- **YOUR GOAL**:
How many lines in the records below contain the string "signals"? Answer with the number alone.

###

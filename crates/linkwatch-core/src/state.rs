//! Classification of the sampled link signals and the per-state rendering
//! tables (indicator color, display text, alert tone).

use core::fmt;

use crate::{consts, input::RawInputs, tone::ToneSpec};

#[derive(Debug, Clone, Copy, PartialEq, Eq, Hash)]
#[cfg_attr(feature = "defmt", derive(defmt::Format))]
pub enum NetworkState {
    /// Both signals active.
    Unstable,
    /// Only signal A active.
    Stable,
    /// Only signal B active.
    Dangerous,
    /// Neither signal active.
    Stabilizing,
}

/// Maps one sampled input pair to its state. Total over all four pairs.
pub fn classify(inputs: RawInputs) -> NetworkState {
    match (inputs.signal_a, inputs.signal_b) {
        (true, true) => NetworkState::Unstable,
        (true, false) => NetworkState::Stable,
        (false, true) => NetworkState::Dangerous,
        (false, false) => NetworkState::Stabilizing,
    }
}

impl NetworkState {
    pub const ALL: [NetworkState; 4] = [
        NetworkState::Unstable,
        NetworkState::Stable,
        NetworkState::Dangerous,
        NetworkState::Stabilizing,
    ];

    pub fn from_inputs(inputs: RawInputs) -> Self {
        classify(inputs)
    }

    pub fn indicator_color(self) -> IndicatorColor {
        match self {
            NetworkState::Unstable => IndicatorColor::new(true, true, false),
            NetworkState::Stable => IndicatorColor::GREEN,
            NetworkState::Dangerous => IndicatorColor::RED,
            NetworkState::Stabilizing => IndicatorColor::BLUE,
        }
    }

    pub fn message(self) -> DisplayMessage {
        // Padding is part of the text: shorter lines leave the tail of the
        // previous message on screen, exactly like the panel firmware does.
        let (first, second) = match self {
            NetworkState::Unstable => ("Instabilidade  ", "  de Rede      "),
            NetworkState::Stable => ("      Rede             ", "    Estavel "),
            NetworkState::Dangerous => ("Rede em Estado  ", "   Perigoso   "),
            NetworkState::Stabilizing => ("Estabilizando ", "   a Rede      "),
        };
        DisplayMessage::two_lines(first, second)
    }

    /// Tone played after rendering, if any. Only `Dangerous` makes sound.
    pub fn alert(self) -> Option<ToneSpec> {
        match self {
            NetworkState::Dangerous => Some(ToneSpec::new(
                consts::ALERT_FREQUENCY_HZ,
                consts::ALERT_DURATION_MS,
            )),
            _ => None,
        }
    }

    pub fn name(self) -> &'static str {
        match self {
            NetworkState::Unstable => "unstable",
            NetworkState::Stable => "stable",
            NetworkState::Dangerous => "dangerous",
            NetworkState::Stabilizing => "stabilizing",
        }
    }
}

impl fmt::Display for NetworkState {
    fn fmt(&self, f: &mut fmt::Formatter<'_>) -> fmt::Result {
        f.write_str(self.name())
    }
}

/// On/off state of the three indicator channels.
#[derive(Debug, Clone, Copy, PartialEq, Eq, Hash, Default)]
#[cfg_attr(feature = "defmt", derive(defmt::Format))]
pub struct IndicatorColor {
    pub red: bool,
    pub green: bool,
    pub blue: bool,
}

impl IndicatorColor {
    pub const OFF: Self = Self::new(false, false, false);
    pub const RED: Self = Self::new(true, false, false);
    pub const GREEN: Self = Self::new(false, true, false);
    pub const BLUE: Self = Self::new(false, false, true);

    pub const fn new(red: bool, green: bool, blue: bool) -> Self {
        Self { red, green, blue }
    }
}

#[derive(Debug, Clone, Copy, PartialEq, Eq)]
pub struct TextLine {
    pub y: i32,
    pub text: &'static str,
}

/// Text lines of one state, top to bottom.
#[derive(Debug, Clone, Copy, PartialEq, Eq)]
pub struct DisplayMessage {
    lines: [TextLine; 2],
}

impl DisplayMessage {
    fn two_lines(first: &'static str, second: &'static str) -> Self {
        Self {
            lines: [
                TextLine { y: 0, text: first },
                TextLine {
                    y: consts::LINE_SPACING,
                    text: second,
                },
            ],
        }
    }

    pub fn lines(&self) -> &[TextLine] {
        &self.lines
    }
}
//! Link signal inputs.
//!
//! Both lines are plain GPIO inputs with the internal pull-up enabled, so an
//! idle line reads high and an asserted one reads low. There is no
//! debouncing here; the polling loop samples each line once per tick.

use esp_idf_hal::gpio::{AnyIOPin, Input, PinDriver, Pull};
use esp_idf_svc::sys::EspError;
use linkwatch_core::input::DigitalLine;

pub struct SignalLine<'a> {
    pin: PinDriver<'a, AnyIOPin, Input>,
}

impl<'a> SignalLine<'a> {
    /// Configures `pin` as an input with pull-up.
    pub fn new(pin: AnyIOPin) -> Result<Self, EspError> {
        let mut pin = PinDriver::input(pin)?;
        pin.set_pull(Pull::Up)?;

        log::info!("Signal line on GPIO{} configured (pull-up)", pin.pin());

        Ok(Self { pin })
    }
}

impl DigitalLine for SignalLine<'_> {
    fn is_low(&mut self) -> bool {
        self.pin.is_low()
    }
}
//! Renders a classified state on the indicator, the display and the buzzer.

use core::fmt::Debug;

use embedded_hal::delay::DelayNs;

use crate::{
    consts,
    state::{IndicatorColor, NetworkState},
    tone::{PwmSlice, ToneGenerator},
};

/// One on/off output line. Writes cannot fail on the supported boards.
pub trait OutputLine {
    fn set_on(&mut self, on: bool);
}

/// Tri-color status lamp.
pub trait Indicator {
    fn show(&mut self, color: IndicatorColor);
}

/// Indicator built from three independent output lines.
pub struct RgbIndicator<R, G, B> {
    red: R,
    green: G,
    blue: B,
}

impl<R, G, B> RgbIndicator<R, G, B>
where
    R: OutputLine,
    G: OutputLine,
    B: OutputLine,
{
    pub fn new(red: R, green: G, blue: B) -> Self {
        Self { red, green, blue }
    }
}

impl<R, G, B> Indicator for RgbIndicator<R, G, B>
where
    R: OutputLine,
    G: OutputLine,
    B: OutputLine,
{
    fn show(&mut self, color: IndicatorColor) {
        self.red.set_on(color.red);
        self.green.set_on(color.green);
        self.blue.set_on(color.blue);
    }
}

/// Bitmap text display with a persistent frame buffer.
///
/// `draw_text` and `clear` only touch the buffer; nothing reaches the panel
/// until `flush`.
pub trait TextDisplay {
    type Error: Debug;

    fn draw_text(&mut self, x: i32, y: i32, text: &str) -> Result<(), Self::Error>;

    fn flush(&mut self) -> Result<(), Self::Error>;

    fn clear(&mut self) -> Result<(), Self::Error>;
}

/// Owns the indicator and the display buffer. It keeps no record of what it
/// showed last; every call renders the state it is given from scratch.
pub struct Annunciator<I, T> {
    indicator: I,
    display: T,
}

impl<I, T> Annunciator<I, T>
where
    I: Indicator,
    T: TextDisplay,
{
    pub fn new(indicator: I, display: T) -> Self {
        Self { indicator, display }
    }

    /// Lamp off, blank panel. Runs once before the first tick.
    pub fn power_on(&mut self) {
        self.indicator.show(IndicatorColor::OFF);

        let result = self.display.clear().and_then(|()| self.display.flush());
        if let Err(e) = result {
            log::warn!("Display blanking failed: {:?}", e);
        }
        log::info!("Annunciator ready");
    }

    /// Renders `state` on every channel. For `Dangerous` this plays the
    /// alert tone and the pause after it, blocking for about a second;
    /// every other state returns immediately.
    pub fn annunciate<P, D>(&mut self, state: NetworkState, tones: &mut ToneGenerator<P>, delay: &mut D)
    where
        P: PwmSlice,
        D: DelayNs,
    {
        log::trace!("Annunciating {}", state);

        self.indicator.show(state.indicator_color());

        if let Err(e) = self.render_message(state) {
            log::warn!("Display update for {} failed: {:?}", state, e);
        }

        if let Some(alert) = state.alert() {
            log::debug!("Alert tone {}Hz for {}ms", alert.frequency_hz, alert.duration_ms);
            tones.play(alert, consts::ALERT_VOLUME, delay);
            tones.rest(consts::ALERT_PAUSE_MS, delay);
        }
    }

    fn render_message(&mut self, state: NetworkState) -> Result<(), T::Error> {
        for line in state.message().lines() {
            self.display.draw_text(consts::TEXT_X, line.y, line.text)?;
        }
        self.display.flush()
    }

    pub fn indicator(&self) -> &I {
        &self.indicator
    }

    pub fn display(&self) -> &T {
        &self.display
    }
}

###

- **THE COMPLETED TASK**:
2